PROBLEM DESCRIPTION:
Where the line with "self.validate_achievements(role)?;" appears below, start writing out lines exactly, and finish with the line with "if let Some(problem) = def.unlock.shape_problem()", which is included; write out nothing else.

DATA UNDER STUDY:
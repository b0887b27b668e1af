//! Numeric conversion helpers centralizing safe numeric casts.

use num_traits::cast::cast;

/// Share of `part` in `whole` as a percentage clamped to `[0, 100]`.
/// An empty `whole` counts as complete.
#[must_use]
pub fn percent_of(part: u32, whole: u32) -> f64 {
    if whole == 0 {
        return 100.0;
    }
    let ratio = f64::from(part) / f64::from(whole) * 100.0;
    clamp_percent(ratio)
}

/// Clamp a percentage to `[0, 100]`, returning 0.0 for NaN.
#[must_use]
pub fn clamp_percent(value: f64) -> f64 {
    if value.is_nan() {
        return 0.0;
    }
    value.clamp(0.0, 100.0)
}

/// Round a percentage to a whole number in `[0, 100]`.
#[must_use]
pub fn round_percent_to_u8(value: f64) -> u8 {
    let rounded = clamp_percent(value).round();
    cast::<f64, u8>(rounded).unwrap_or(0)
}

...

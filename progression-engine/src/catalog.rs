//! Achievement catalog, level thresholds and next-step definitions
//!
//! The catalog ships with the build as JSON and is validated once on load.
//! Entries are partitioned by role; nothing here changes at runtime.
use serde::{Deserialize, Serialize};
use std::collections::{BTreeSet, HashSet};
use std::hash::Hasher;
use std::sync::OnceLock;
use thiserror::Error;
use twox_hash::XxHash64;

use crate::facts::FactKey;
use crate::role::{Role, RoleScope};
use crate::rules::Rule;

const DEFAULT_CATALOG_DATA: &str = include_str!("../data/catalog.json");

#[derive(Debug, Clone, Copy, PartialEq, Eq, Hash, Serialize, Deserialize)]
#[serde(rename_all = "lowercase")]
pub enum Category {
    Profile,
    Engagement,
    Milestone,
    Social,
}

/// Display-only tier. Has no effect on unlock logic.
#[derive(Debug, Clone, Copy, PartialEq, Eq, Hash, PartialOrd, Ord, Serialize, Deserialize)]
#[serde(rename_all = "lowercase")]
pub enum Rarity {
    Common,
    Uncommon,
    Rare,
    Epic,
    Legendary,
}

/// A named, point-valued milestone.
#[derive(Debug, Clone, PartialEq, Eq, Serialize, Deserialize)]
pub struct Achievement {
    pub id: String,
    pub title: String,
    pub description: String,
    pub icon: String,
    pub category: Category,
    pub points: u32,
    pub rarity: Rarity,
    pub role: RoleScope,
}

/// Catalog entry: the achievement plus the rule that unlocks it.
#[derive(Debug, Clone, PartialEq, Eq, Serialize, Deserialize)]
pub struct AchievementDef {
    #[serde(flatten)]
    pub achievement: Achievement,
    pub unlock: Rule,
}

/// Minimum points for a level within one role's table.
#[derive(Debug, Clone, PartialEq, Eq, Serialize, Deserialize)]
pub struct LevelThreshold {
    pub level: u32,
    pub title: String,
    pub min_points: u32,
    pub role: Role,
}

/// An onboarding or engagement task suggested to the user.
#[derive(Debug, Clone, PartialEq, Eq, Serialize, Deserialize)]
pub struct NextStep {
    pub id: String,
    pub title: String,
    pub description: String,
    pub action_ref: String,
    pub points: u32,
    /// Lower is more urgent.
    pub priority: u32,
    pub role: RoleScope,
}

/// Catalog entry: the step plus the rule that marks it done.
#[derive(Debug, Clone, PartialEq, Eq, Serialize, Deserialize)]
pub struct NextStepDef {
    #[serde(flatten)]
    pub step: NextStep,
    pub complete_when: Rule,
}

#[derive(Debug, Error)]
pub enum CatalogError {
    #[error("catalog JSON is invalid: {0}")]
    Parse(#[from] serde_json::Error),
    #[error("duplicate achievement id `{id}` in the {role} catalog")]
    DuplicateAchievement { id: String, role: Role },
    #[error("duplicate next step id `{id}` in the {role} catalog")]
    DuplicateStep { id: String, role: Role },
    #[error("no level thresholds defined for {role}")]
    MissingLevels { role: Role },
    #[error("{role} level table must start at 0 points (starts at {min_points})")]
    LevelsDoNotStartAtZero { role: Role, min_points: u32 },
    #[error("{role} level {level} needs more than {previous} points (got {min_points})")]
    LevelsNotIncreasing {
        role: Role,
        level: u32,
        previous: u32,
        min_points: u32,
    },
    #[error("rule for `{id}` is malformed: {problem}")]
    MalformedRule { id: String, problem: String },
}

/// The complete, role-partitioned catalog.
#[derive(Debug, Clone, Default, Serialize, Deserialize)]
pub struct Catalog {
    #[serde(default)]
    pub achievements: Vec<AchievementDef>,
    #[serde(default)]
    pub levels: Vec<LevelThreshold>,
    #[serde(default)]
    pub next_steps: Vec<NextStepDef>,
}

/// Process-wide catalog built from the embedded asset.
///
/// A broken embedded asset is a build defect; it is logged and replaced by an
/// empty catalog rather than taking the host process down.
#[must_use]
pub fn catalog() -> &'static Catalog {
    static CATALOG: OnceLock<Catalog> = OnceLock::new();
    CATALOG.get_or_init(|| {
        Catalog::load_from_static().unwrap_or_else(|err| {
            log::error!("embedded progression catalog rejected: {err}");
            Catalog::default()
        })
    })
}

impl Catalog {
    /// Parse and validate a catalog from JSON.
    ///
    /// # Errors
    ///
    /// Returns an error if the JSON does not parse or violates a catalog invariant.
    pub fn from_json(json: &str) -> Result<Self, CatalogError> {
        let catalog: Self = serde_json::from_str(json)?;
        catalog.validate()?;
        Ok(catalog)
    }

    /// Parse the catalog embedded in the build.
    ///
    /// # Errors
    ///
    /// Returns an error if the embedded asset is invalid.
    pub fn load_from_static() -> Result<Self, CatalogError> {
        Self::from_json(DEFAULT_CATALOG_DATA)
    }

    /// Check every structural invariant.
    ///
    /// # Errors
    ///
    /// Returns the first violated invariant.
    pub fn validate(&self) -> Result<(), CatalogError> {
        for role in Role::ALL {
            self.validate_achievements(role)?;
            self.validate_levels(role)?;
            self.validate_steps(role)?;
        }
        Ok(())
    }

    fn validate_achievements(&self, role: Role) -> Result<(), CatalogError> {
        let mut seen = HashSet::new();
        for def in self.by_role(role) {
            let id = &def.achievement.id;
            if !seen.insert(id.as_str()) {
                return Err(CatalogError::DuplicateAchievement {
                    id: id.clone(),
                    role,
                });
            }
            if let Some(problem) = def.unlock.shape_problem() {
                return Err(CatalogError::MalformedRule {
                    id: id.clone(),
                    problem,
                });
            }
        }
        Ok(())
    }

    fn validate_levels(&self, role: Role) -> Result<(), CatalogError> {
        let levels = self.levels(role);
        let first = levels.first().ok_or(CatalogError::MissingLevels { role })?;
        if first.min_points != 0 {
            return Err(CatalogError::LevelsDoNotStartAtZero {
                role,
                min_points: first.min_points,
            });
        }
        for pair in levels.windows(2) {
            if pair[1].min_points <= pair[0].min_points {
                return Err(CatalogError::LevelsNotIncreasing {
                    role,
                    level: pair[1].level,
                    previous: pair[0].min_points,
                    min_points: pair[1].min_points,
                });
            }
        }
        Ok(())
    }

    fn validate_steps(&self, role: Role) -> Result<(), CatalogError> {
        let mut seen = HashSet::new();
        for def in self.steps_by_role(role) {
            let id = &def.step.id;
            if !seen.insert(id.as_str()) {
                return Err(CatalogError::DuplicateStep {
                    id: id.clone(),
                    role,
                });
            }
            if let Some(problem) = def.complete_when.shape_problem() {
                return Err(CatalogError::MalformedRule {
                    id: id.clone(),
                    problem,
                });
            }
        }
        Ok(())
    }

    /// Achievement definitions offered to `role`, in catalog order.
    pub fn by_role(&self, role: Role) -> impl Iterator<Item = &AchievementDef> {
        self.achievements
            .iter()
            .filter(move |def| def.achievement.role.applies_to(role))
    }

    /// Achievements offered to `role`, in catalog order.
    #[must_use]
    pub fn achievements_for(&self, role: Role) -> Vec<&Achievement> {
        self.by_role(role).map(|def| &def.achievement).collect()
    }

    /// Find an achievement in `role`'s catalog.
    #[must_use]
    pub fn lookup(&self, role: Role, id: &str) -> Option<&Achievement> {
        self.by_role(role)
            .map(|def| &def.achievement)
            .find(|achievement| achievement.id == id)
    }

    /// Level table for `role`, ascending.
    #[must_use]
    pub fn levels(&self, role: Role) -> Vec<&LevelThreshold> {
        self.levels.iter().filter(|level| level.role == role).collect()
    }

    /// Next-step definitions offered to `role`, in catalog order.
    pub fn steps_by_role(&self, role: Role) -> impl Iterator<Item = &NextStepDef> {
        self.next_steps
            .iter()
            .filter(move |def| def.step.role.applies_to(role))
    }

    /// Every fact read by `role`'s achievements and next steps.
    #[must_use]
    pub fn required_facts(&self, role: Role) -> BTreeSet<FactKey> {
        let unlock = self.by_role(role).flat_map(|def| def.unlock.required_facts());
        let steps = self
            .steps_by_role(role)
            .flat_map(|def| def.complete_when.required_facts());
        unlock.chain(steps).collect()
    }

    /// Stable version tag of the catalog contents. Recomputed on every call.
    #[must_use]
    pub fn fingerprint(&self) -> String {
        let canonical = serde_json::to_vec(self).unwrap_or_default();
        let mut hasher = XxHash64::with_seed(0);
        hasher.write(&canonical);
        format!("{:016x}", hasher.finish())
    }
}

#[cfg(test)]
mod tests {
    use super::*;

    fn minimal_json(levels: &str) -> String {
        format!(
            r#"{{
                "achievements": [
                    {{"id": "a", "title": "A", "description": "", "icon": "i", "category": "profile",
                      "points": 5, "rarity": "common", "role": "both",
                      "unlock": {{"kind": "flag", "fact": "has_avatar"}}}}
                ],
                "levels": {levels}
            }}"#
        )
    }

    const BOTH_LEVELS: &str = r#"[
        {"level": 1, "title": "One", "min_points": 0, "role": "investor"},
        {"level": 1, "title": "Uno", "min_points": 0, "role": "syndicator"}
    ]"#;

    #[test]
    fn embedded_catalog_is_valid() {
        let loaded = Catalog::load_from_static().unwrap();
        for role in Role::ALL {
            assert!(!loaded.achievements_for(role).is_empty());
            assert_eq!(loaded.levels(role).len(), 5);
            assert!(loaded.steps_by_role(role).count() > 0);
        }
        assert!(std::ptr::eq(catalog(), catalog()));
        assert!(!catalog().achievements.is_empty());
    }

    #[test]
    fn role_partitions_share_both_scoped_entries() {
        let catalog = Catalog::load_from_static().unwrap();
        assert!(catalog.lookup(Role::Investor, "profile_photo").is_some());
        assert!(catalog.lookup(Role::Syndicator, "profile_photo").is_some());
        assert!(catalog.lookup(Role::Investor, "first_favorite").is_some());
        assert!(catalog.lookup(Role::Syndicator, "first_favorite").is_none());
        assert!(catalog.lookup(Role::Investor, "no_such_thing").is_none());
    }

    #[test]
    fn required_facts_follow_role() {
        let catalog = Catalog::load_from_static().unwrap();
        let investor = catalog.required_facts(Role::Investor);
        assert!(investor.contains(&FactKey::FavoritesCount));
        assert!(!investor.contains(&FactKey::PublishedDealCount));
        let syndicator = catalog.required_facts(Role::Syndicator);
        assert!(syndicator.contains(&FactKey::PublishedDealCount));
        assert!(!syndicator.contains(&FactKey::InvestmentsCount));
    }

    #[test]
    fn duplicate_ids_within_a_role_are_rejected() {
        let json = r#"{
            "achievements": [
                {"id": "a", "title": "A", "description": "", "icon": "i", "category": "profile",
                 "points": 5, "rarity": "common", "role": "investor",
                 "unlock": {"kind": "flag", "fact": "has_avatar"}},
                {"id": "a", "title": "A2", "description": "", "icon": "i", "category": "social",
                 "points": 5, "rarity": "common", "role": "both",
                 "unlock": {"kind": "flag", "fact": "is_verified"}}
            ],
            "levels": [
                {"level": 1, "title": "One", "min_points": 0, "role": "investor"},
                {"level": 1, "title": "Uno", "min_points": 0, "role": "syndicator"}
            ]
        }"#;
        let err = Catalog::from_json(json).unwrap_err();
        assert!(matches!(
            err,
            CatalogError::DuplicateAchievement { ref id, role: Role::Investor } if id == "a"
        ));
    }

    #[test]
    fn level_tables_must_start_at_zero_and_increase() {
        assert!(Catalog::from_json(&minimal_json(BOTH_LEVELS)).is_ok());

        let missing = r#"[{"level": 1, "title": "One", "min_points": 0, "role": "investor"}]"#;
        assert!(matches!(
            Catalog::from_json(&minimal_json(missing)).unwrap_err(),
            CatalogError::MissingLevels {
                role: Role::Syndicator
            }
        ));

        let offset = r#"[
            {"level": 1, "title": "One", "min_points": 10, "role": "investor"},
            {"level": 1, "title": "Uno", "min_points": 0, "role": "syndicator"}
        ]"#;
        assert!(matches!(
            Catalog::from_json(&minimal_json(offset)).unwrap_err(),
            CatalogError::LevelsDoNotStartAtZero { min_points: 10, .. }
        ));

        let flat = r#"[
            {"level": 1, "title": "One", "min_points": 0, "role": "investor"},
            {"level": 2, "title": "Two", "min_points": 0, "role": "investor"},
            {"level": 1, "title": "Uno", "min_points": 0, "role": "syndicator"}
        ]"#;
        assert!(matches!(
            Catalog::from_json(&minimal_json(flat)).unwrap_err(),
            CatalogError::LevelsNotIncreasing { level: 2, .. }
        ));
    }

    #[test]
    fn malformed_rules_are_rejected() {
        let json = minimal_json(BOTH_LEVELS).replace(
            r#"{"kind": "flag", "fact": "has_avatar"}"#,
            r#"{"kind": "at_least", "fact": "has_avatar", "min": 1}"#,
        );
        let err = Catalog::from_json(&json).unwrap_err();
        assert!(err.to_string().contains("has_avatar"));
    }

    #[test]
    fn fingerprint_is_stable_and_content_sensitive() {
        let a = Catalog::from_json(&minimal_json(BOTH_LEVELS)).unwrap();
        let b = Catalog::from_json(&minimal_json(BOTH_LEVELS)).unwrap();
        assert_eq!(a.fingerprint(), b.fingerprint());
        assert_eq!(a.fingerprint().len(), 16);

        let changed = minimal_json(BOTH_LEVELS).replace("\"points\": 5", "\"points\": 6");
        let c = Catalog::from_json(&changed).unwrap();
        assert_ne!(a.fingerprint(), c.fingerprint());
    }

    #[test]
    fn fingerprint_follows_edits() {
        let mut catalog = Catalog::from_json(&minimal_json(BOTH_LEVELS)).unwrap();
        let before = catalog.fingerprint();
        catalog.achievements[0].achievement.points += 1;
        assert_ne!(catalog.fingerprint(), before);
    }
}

RESPONSE TO THE EXERCISE:
            self.validate_achievements(role)?;
            self.validate_levels(role)?;
            self.validate_steps(role)?;
        }
        Ok(())
    }

    fn validate_achievements(&self, role: Role) -> Result<(), CatalogError> {
        let mut seen = HashSet::new();
        for def in self.by_role(role) {
            let id = &def.achievement.id;
            if !seen.insert(id.as_str()) {
                return Err(CatalogError::DuplicateAchievement {
                    id: id.clone(),
                    role,
                });
            }
            if let Some(problem) = def.unlock.shape_problem() {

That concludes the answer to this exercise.